Court of Appeals of Washington, Division 1

June 10, 2019

DELIVERY EXPRESS, INC., a Washington corporation, Appellant,

          Andrus, J.

         Delivery Express, Inc. (DEI) challenges the Board of Industrial Insurance Appeals' (Board) decision that DEI is obligated to pay Industrial Insurance Act[1] (IIA) premiums for some of its drivers. Because substantial evidence supports the Board's finding that the essence of the drivers' independent contracts with DEI was their personal labor, DEI failed to establish the drivers were exempt under the leased-truck exemption of RCW 51.08.180, and the drivers' status as sole proprietors does not exclude them from coverage under RCW 51.12.020, we affirm.

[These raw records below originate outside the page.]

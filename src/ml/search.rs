//! Cross-validated grid search.

use rand::{rngs::StdRng, seq::SliceRandom, SeedableRng};
use rayon::prelude::*;
use tracing::{debug, error, info};

use super::models::{BoostingParams, ForestParams, ModelSpec};
use super::training::{select_best, ModelTrainer, TrainingDataset};
use crate::config::{BoostingGrid, ForestGrid};
use crate::error::{PipelineError, Result};

/// Shuffled k-fold splitter.
#[derive(Debug, Clone, Copy)]
pub struct KFold {
    pub n_splits: usize,
    pub seed: u64,
}

impl KFold {
    pub fn new(n_splits: usize, seed: u64) -> Self {
        Self { n_splits, seed }
    }

    /// `(train, test)` index sets. The first `n % k` folds hold one extra row.
    pub fn split(&self, n: usize) -> Result<Vec<(Vec<usize>, Vec<usize>)>> {
        if self.n_splits < 2 {
            return Err(PipelineError::InvalidConfig(format!(
                "k-fold needs at least 2 splits, got {}",
                self.n_splits
            )));
        }
        if n < self.n_splits {
            return Err(PipelineError::InsufficientData {
                required: self.n_splits,
                actual: n,
            });
        }

        let mut indices: Vec<usize> = (0..n).collect();
        indices.shuffle(&mut StdRng::seed_from_u64(self.seed));

        let base = n / self.n_splits;
        let extra = n % self.n_splits;
        let mut folds = Vec::with_capacity(self.n_splits);
        let mut start = 0;
        for fold in 0..self.n_splits {
            let size = base + usize::from(fold < extra);
            let test = indices[start..start + size].to_vec();
            let train = indices[..start]
                .iter()
                .chain(&indices[start + size..])
                .copied()
                .collect();
            folds.push((train, test));
            start += size;
        }
        Ok(folds)
    }
}

/// Forest configurations with parameter names in sorted order
/// (`max_depth`, `min_samples_split`, `n_estimators`), the last varying
/// fastest. Enumeration order decides ties in [`GridSearch::search`].
pub fn forest_grid(grid: &ForestGrid, seed: u64) -> Vec<ModelSpec> {
    let mut specs = Vec::new();
    for &max_depth in &grid.max_depth {
        for &min_samples_split in &grid.min_samples_split {
            for &n_trees in &grid.n_trees {
                specs.push(ModelSpec::RandomForest(ForestParams {
                    n_trees,
                    max_depth: Some(max_depth),
                    min_samples_split,
                    seed,
                }));
            }
        }
    }
    specs
}

/// Boosting configurations as nested `n_estimators`, `learning_rate`,
/// `max_depth` loops, the last varying fastest.
pub fn boosting_grid(grid: &BoostingGrid) -> Vec<ModelSpec> {
    let mut specs = Vec::new();
    for &n_estimators in &grid.n_estimators {
        for &learning_rate in &grid.learning_rate {
            for &max_depth in &grid.max_depth {
                specs.push(ModelSpec::GradientBoosting(BoostingParams {
                    n_estimators,
                    learning_rate,
                    max_depth,
                }));
            }
        }
    }
    specs
}

#[derive(Debug, Clone)]
pub struct SearchOutcome {
    pub best: ModelSpec,
    pub best_cv_mse: f64,
    /// Every configuration that scored, in enumeration order.
    pub evaluated: Vec<(ModelSpec, f64)>,
    pub failed: usize,
}

#[derive(Debug, Clone, Copy)]
pub struct GridSearch {
    kfold: KFold,
}

impl GridSearch {
    pub fn new(kfold: KFold) -> Self {
        Self { kfold }
    }

    /// Mean validation MSE of one configuration across the folds.
    pub fn cross_validate(&self, spec: &ModelSpec, data: &TrainingDataset) -> Result<f64> {
        let trainer = ModelTrainer::new();
        let folds = self.kfold.split(data.len())?;
        let mut total = 0.0;
        for (train, test) in &folds {
            let result = trainer.fit_and_evaluate(spec, &data.subset(train), &data.subset(test))?;
            total += result.metrics.mse;
        }
        Ok(total / folds.len() as f64)
    }

    /// Score every configuration in parallel and keep the lowest mean MSE.
    /// Ties go to the configuration enumerated first.
    pub fn search(&self, specs: &[ModelSpec], data: &TrainingDataset) -> Result<SearchOutcome> {
        info!(
            configurations = specs.len(),
            folds = self.kfold.n_splits,
            rows = data.len(),
            "starting grid search"
        );

        let scores: Vec<Result<f64>> = specs
            .par_iter()
            .map(|spec| self.cross_validate(spec, data))
            .collect();

        let mut evaluated = Vec::with_capacity(specs.len());
        let mut failed = 0;
        let mut last_error = None;
        for (spec, score) in specs.iter().zip(scores) {
            match score {
                Ok(mse) => {
                    debug!(params = ?spec.params(), cv_mse = mse, "scored configuration");
                    evaluated.push((*spec, mse));
                }
                Err(e) => {
                    error!(params = ?spec.params(), error = %e, "configuration failed");
                    failed += 1;
                    last_error = Some(e);
                }
            }
        }

        let (best, best_cv_mse) = match select_best(&evaluated, |(_, mse)| *mse) {
            Some(&(spec, mse)) => (spec, mse),
            None => {
                return Err(last_error
                    .unwrap_or_else(|| PipelineError::Model("empty parameter grid".to_string())))
            }
        };

        info!(
            model = %best.kind(),
            params = ?best.params(),
            cv_mse = best_cv_mse,
            failed,
            "grid search finished"
        );
        Ok(SearchOutcome {
            best,
            best_cv_mse,
            evaluated,
            failed,
        })
    }
}
use tokio::signal;
use tracing::info;
use tracing_subscriber::{layer::SubscriberExt, util::SubscriberInitExt, EnvFilter};

const DEFAULT_FILTER: &str = "info,hyper=warn,reqwest=warn,tower_http=info";

/// Output format of the log subscriber.
#[derive(Debug, Clone, Copy, PartialEq, Eq, clap::ValueEnum)]
pub enum LogFormat {
    /// One JSON object per event (server deployments).
    Json,
    /// Human readable single-line events (batch runs in a terminal).
    Compact,
}

pub fn init_tracing(format: LogFormat) {
    let filter = EnvFilter::try_from_default_env().unwrap_or_else(|_| DEFAULT_FILTER.into());
    let registry = tracing_subscriber::registry().with(filter);

    match format {
        LogFormat::Json => registry.with(tracing_subscriber::fmt::layer().json()).init(),
        LogFormat::Compact => registry
            .with(tracing_subscriber::fmt::layer().compact().with_target(false))
            .init(),
    }
}

pub async fn shutdown_signal() {
    let ctrl_c = async {
        signal::ctrl_c().await.expect("Ctrl+C handler");
    };

    #[cfg(unix)]
    let terminate = async {
        signal::unix::signal(signal::unix::SignalKind::terminate())
            .expect("SIGTERM handler")
            .recv()
            .await;
    };
    #[cfg(not(unix))]
    let terminate = std::future::pending::<()>();

    tokio::select! { _ = ctrl_c => {}, _ = terminate => {}, }
    info!("shutdown signal received, draining prediction requests");
}
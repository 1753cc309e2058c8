//! Forecast accuracy metrics

use serde::{Deserialize, Serialize};
use std::fmt;

use crate::error::{PipelineError, Result};

/// Accuracy of a forecast against the held-out actuals.
#[derive(Debug, Clone, Copy, PartialEq, Serialize, Deserialize)]
pub struct ForecastMetrics {
    pub mse: f64,
    pub mae: f64,
    pub rmse: f64,
    /// Mean absolute percentage error (%); zero actuals are skipped.
    pub mape: f64,
    pub max_error: f64,
    pub sample_count: usize,
}

impl ForecastMetrics {
    pub fn calculate(actual: &[f64], predicted: &[f64]) -> Result<Self> {
        if actual.len() != predicted.len() {
            return Err(PipelineError::Model(format!(
                "forecast length {} does not match {} actual values",
                predicted.len(),
                actual.len()
            )));
        }
        if actual.is_empty() {
            return Err(PipelineError::InsufficientData {
                required: 1,
                actual: 0,
            });
        }

        let n = actual.len() as f64;
        let errors: Vec<f64> = actual.iter().zip(predicted).map(|(a, p)| a - p).collect();

        let mse = errors.iter().map(|e| e * e).sum::<f64>() / n;
        let mae = errors.iter().map(|e| e.abs()).sum::<f64>() / n;
        let max_error = errors.iter().map(|e| e.abs()).fold(0.0f64, f64::max);

        let percentage: Vec<f64> = actual
            .iter()
            .zip(&errors)
            .filter(|(a, _)| a.abs() > 1e-6)
            .map(|(a, e)| (e / a).abs() * 100.0)
            .collect();
        let mape = if percentage.is_empty() {
            0.0
        } else {
            percentage.iter().sum::<f64>() / percentage.len() as f64
        };

        Ok(Self {
            mse,
            mae,
            rmse: mse.sqrt(),
            mape,
            max_error,
            sample_count: actual.len(),
        })
    }

    pub fn quality(&self) -> ForecastQuality {
        match self.mape {
            m if m < 5.0 => ForecastQuality::Excellent,
            m if m < 10.0 => ForecastQuality::Good,
            m if m < 20.0 => ForecastQuality::Fair,
            m if m < 50.0 => ForecastQuality::Poor,
            _ => ForecastQuality::VeryPoor,
        }
    }
}

impl fmt::Display for ForecastMetrics {
    fn fmt(&self, f: &mut fmt::Formatter<'_>) -> fmt::Result {
        write!(
            f,
            "MSE={:.3}, MAE={:.3}, RMSE={:.3}, MAPE={:.2}% over {} hours ({:?})",
            self.mse,
            self.mae,
            self.rmse,
            self.mape,
            self.sample_count,
            self.quality()
        )
    }
}

/// MAPE bands.
#[derive(Debug, Clone, Copy, PartialEq, Eq, Serialize, Deserialize)]
pub enum ForecastQuality {
    Excellent,
    Good,
    Fair,
    Poor,
    VeryPoor,
}
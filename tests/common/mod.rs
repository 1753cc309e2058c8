#![allow(dead_code)]

use std::fmt::Write as _;
use std::path::Path;

use chrono::{Datelike, Duration, TimeZone, Timelike, Utc};
use energy_load_forecaster::config::Config;
use energy_load_forecaster::features::Season;
use energy_load_forecaster::ml::LoadQuery;
use energy_load_forecaster::pipeline;
use energy_load_forecaster::tracking::Trackers;
use tempfile::TempDir;

pub const HOURS: i64 = 14 * 24;
/// Line index (0-based data row) carrying a negative generation value.
pub const BAD_ROW: i64 = 100;

const ENERGY_HEADER: &str = "time,generation biomass,generation fossil gas,generation fossil hard coal,\
generation solar,generation wind onshore,forecast solar day ahead,forecast wind onshore day ahead,\
total load forecast,total load actual,price actual";

fn daily_profile(hour: u32) -> f64 {
    [0.0, -400.0, -700.0, -800.0, -700.0, -300.0, 400.0, 1200.0, 1800.0, 2100.0, 2200.0, 2300.0,
     2400.0, 2300.0, 2100.0, 2000.0, 2100.0, 2400.0, 2800.0, 3000.0, 2600.0, 1900.0, 1000.0, 400.0][hour as usize]
}

/// Two weeks of hourly grid records with a daily load cycle and a weekend dip.
pub fn energy_csv() -> String {
    let start = Utc.with_ymd_and_hms(2015, 1, 5, 0, 0, 0).unwrap();
    let mut out = String::from(ENERGY_HEADER);
    out.push('\n');
    for t in 0..HOURS {
        let ts = start + Duration::hours(t);
        let weekend = ts.weekday().num_days_from_monday() >= 5;
        let load = 25000.0 + daily_profile(ts.hour()) - if weekend { 2500.0 } else { 0.0 };
        let solar = if (8..18).contains(&ts.hour()) { 600.0 + 50.0 * ts.hour() as f64 } else { 0.0 };
        let wind = 4000.0 + ((t * 37) % 11) as f64 * 150.0;
        let gas = load * 0.3;
        let coal = load * 0.2;
        let solar_cell = if t == BAD_ROW { "-5".to_string() } else { format!("{}", solar) };
        let biomass = if t % 29 == 3 { String::new() } else { "400".to_string() };
        writeln!(
            out,
            "{},{},{},{},{},{},{},{},{},{},{}",
            ts.format("%Y-%m-%d %H:%M:%S%:z"),
            biomass,
            gas,
            coal,
            solar_cell,
            wind,
            solar * 0.95,
            wind * 0.97,
            load + 150.0,
            load,
            45.0 + (ts.hour() as f64) * 0.5,
        )
        .unwrap();
    }
    out
}

pub fn weather_csv() -> String {
    let start = Utc.with_ymd_and_hms(2015, 1, 5, 0, 0, 0).unwrap();
    let mut out = String::from("dt_iso,city_name,temp,humidity,wind_speed,weather_main\n");
    for t in 0..HOURS {
        let ts = start + Duration::hours(t);
        let city = if t % 2 == 0 { "Valencia" } else { "Madrid" };
        let main = ["clear", "clouds", "rain"][(t % 3) as usize];
        writeln!(
            out,
            "{},{},{},{},{},{}",
            ts.format("%Y-%m-%d %H:%M:%S%:z"),
            city,
            275.0 + (ts.hour() as f64) * 0.4,
            60 + (t % 20),
            (t % 7) as f64 * 0.5,
            main,
        )
        .unwrap();
    }
    out
}

pub fn write_raw_data(raw_dir: &Path) {
    std::fs::create_dir_all(raw_dir).unwrap();
    std::fs::write(raw_dir.join("energy_dataset.csv"), energy_csv()).unwrap();
    std::fs::write(raw_dir.join("weather_features.csv"), weather_csv()).unwrap();
}

/// Defaults with every path under `root` and small search grids.
pub fn test_config(root: &Path) -> Config {
    let mut cfg = Config::default();
    cfg.paths.raw_dir = root.join("data/raw");
    cfg.paths.processed_dir = root.join("data/processed");
    cfg.paths.encoders_dir = root.join("encoders");
    cfg.paths.models_dir = root.join("models");

    cfg.training.forest_grid.n_trees = vec![5, 10];
    cfg.training.forest_grid.max_depth = vec![6];
    cfg.training.forest_grid.min_samples_split = vec![2];
    cfg.training.boosting_grid.n_estimators = vec![10];
    cfg.training.boosting_grid.learning_rate = vec![0.1];
    cfg.training.boosting_grid.max_depth = vec![3];
    cfg
}

/// Raw data written, engineered, preprocessed and trained.
pub fn trained_workspace() -> (TempDir, Config) {
    let dir = tempfile::tempdir().unwrap();
    let cfg = test_config(dir.path());
    write_raw_data(&cfg.paths.raw_dir);

    pipeline::engineer(&cfg).unwrap();
    pipeline::preprocess(&cfg).unwrap();
    pipeline::train(&cfg, &Trackers::from_config(&cfg)).unwrap();
    (dir, cfg)
}

pub fn reference_query() -> LoadQuery {
    LoadQuery {
        quantities: vec![
            ("generation biomass".to_string(), 400.0),
            ("generation fossil gas".to_string(), 5000.0),
            ("generation fossil hard coal".to_string(), 4000.0),
            ("generation solar".to_string(), 1500.0),
            ("generation wind onshore".to_string(), 6000.0),
            ("forecast solar day ahead".to_string(), 1400.0),
            ("forecast wind onshore day ahead".to_string(), 5800.0),
            ("total load forecast".to_string(), 26000.0),
        ],
        hour: 15,
        day_of_week: 2,
        month: 12,
        is_weekend: false,
        season: Season::Winter,
    }
}

pub fn reference_request() -> serde_json::Value {
    serde_json::json!({
        "generation_biomass": 400.0,
        "generation_fossil_brown_coal_lignite": 300.0,
        "generation_fossil_coal_derived_gas": 0.0,
        "generation_fossil_gas": 5000.0,
        "generation_fossil_hard_coal": 4000.0,
        "generation_fossil_oil": 200.0,
        "generation_geothermal": 0.0,
        "generation_hydro_pumped_storage_consumption": 500.0,
        "generation_hydro_run_of_river_and_poundage": 1000.0,
        "generation_hydro_water_reservoir": 3000.0,
        "generation_solar": 1500.0,
        "generation_wind_onshore": 6000.0,
        "forecast_solar_day_ahead": 1400.0,
        "forecast_wind_onshore_day_ahead": 5800.0,
        "total_load_forecast": 26000.0,
        "hour": 15,
        "day_of_week": 2,
        "month": 12,
        "is_weekend": 0,
        "season": 3
    })
}
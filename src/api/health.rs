use axum::{extract::State, http::StatusCode, response::IntoResponse, Json};
use serde::{Deserialize, Serialize};

use super::{ApiError, AppState, ModelSlot};

pub const WELCOME_MESSAGE: &str = "Welcome to the Energy Load Prediction API!";

#[derive(Debug, Serialize, Deserialize)]
pub struct MessageResponse {
    pub message: String,
}

/// GET / - static greeting
pub async fn home() -> Json<MessageResponse> {
    Json(MessageResponse {
        message: WELCOME_MESSAGE.to_string(),
    })
}

#[derive(Debug, Serialize, Deserialize)]
pub struct HealthResponse {
    pub status: String,
    pub timestamp: chrono::DateTime<chrono::Utc>,
    pub model: ModelHealth,
}

#[derive(Debug, Serialize, Deserialize)]
pub struct ModelHealth {
    pub loaded: bool,
    #[serde(skip_serializing_if = "Option::is_none")]
    pub kind: Option<String>,
    #[serde(skip_serializing_if = "Option::is_none")]
    pub features: Option<usize>,
    #[serde(skip_serializing_if = "Option::is_none")]
    pub error: Option<String>,
}

/// GET /healthz - always 200; reports whether predictions can be served
pub async fn health_check(State(state): State<AppState>) -> impl IntoResponse {
    let (status, model) = match state.model.as_ref() {
        ModelSlot::Ready(predictor) => (
            "healthy",
            ModelHealth {
                loaded: true,
                kind: Some(predictor.model_kind().to_string()),
                features: Some(predictor.feature_names().len()),
                error: None,
            },
        ),
        ModelSlot::Unavailable(reason) => (
            "degraded",
            ModelHealth {
                loaded: false,
                kind: None,
                features: None,
                error: Some(reason.clone()),
            },
        ),
    };

    (
        StatusCode::OK,
        Json(HealthResponse {
            status: status.to_string(),
            timestamp: chrono::Utc::now(),
            model,
        }),
    )
}

pub async fn not_found() -> ApiError {
    ApiError::NotFound("no such route".to_string())
}
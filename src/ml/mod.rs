//! Machine learning
//!
//! - [`Regressor`]: the single trainable capability every model variant implements
//! - [`models`]: random forest, gradient-boosted trees and linear regression
//! - [`training`]: dataset extraction, train/validation split, candidate training and selection
//! - [`search`]: k-fold cross-validated grid search
//! - [`inference`]: request-time feature construction and prediction

use serde::{Deserialize, Serialize};
use smartcore::linalg::basic::matrix::DenseMatrix;

use crate::error::{PipelineError, Result};

pub mod inference;
pub mod models;
pub mod search;
pub mod training;

pub use inference::{LoadPredictor, LoadQuery};
pub use models::{BoostingParams, ForestParams, ModelArtifact, ModelKind, ModelSpec, TrainedModel};
pub use search::{GridSearch, KFold, SearchOutcome};
pub use training::{select_best, CandidateResult, ModelTrainer, TrainingDataset};

/// Dense row-major feature matrix with named columns.
#[derive(Debug, Clone, PartialEq)]
pub struct FeatureMatrix {
    names: Vec<String>,
    data: Vec<f64>,
    n_rows: usize,
}

impl FeatureMatrix {
    pub fn from_rows(names: Vec<String>, rows: &[Vec<f64>]) -> Result<Self> {
        let n_cols = names.len();
        let mut data = Vec::with_capacity(rows.len() * n_cols);
        for (idx, row) in rows.iter().enumerate() {
            if row.len() != n_cols {
                return Err(PipelineError::Schema(format!(
                    "feature row {} has {} values, expected {}",
                    idx,
                    row.len(),
                    n_cols
                )));
            }
            data.extend_from_slice(row);
        }
        Ok(Self {
            names,
            data,
            n_rows: rows.len(),
        })
    }

    pub fn n_rows(&self) -> usize {
        self.n_rows
    }

    pub fn n_cols(&self) -> usize {
        self.names.len()
    }

    pub fn names(&self) -> &[String] {
        &self.names
    }

    pub fn row(&self, idx: usize) -> &[f64] {
        let n = self.n_cols();
        &self.data[idx * n..(idx + 1) * n]
    }

    pub fn select_rows(&self, rows: &[usize]) -> FeatureMatrix {
        let mut data = Vec::with_capacity(rows.len() * self.n_cols());
        for &r in rows {
            data.extend_from_slice(self.row(r));
        }
        FeatureMatrix {
            names: self.names.clone(),
            data,
            n_rows: rows.len(),
        }
    }

    pub(crate) fn to_dense(&self) -> DenseMatrix<f64> {
        DenseMatrix::new(self.n_rows, self.n_cols(), self.data.clone(), false)
    }
}

/// A model that can be fitted to a feature matrix and a target vector.
pub trait Regressor: Send + Sync {
    fn kind(&self) -> ModelKind;

    fn fit(&mut self, x: &FeatureMatrix, y: &[f64]) -> Result<()>;

    fn predict(&self, x: &FeatureMatrix) -> Result<Vec<f64>>;

    /// Mean squared error of the predictions on `x` against `y`.
    fn score(&self, x: &FeatureMatrix, y: &[f64]) -> Result<f64> {
        Ok(ValidationMetrics::calculate(&self.predict(x)?, y)?.mse)
    }
}

/// Validation metrics
#[derive(Debug, Clone, Copy, PartialEq, Serialize, Deserialize)]
pub struct ValidationMetrics {
    pub mse: f64,
    pub rmse: f64,
    pub mae: f64,
    pub r2: f64,
}

impl ValidationMetrics {
    pub fn calculate(predictions: &[f64], targets: &[f64]) -> Result<Self> {
        if predictions.len() != targets.len() {
            return Err(PipelineError::Model(format!(
                "prediction and target count mismatch: {} vs {}",
                predictions.len(),
                targets.len()
            )));
        }
        if predictions.is_empty() {
            return Err(PipelineError::InsufficientData {
                required: 1,
                actual: 0,
            });
        }

        let n = predictions.len() as f64;
        let mse = predictions
            .iter()
            .zip(targets)
            .map(|(p, t)| (p - t).powi(2))
            .sum::<f64>()
            / n;
        let mae = predictions
            .iter()
            .zip(targets)
            .map(|(p, t)| (p - t).abs())
            .sum::<f64>()
            / n;

        let mean_target = targets.iter().sum::<f64>() / n;
        let ss_tot: f64 = targets.iter().map(|t| (t - mean_target).powi(2)).sum();
        let ss_res = mse * n;
        let r2 = if ss_tot.abs() < 1e-10 {
            0.0
        } else {
            1.0 - ss_res / ss_tot
        };

        Ok(Self {
            mse,
            rmse: mse.sqrt(),
            mae,
            r2,
        })
    }
}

         DEI provides same-day, next-day, and next-week Seattle delivery service, including courier, freight, logistics and freight forwarding. It advertises 24-hour on-call courier services anywhere in Western Washington. When initially founded in November 1996, DEI obtained a Washington Utilities & Transportation Commission (WUTC) intrastate common carrier permit, purchased vehicles, and hired drivers for whom it paid workers' compensation premiums. In 2000, its founder, David Hamilton, decided to expand DEI's business by contracting with drivers who provided their own vehicles. DEI started using an independent contractor agreement, under which it "leased" the vehicle and driver and, in return, paid the driver a commission for each completed delivery. DEI contracted with drivers of 24-foot box trucks, passenger cars, and "everything in between."

         Under the terms of the agreements, the drivers were deemed independent contractors providing transportation services to DEI customers. Each driver was required to furnish and operate a vehicle, pay the cost of operating and maintaining the vehicle, and refrain from competing with DEI for any customer whose freight the driver transported under a bill of lading issued by DEI. The agreements identified the vehicle the driver intended to use but did not mandate any size, make, or model.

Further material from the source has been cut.